News

Featured news from NHIVNA

HIV-related news from NAM

Two-drug HIV therapy just as effective as three-drug therapy
Keith Alcorn, 2016-10-25 09:30:00

Simplification of an antiretroviral treatment to a boosted protease inhibitor and the nucleoside analogue lamivudine (a dual regimen) is highly effective in people switching from a stable three-drug regimen, researchers reported on Monday at the International Congress on Drug Therapy in HIV Infection in Glasgow.

Boosted protease inhibitors combined with lamivudine have the potential to realty reduce the cost of long-term treatment as boosted protease inhibitors come off patent over the next two years in higher-income countries. These regimens may also reduce the risk of any long-term side-effects associated with triple-drug therapy, most notably the bone and kidney toxicities caused by tenofovir.

The ATLAS-M study was a multi-centre, open-label randomised study conducted in Italy lasting 96 weeks. It was designed to explore the non-inferiority of a simplified regimen of atazanavir/ritonavir plus lamivudine compared to atazanavir/ritonavir plus two nucleoside reverse transcriptase inhibitors. To be eligible for recruitment, patients were required to taking stable ART with a viral load below 50 copies/ml for at least three months and a CD4 count above 200 cells/mm3 for a minimum of six months.

The study population comprised 266 people with a median age of 44 years. The two study arms were evenly matched in baseline characteristics, with median CD4 cell count of approximately 620 cells/mm3, a median of 23 months of prior treatment with viral load suppressed below 50 copies/ml, 84% male in the dual-regimen arm and 75% male in the triple-regimen arm. 78% in the dual-regimen arm and 83.5% in the triple-regimen arm were taking tenofovir prior to randomization.

At baseline, participants were randomised to atazanavir/ritonavir with lamivudine (dual therapy) or to continue the baseline three-drug regimen. The primary outcome measured in the study was treatment failure at 96 weeks, with participants defined as a case of treatment failure if they had stopped treatment for any reason.

After 48 weeks, patients taking dual therapy had a lower rate of treatment failure compared to individuals who remained on triple therapy (89.5% vs 79.7%) and this difference persisted at week 96 (77.4% vs 65.4%). The study found that the dual regimen was statistically superior to the triple regimen, and that this difference was driven largely by a difference in virological failure rates between the two arms (although that difference in itself was not statistically significant) (1.2% in the dual arm vs 6.8% in the triple arm, p =0.060). Potentially treatment-related adverse events were also somewhat more frequent in the triple-regimen arm, and this difference appeared to have been driven by five treatment discontinuations due to renal colic, probably attributable to atazanavir, in the triple regimen arm, compared with two in the dual therapy arm.
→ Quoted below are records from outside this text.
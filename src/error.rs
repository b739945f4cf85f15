use reqwest::StatusCode;
use thiserror::Error;

#[derive(Debug, Error)]
pub enum Error {
    #[error("Missing or invalid access key")]
    InvalidApiKey,

    #[error("Missing or invalid bearer token")]
    InvalidBearerToken,

    #[error("HTTP error {status}: {message}")]
    Api { status: StatusCode, message: String },

    #[error("Failed to send request")]
    Request(#[source] reqwest::Error),

    #[error("Failed to parse response")]
    InvalidResponse(#[source] serde_json::Error),

    #[error("Failed to read file")]
    Io(#[from] std::io::Error),
}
Renal colic, urinary tract and bone adverse events were more frequent in the triple-regimen arm, while respiratory tract and skin adverse events were more frequent in the dual-regimen arm, but overall the rate of clinical adverse events was similar between the two study arms.

Modest but statistically significant increases in LDL and HDL cholesterol and triglycerides occurred by week 96 in the dual-regimen arm (treatment with tenofovir is associated with lower cholesterol levels) but the overall ratio of HDL to total cholesterol did not change significantly. Patients taking the simplified combination had a higher frequency of elevated triglycerides (8% vs. 2%, p = 0.027), hyperbilirubinemia (60% vs. 36%, p = 0.001), as well as a greater increase in total cholesterol (+15 vs. +0mg/dl, p = 0.005) and HDL cholesterol (+5 vs + 0mg/dl, p = 0.002).

Kidney function improved modestly in the dual-regimen arm by week 96, as measured by eGFR (+5 ml/min/1.73m2), and declined in the triple-regimen arm before returning almost to baseline by week 96 in the triple-regimen arm.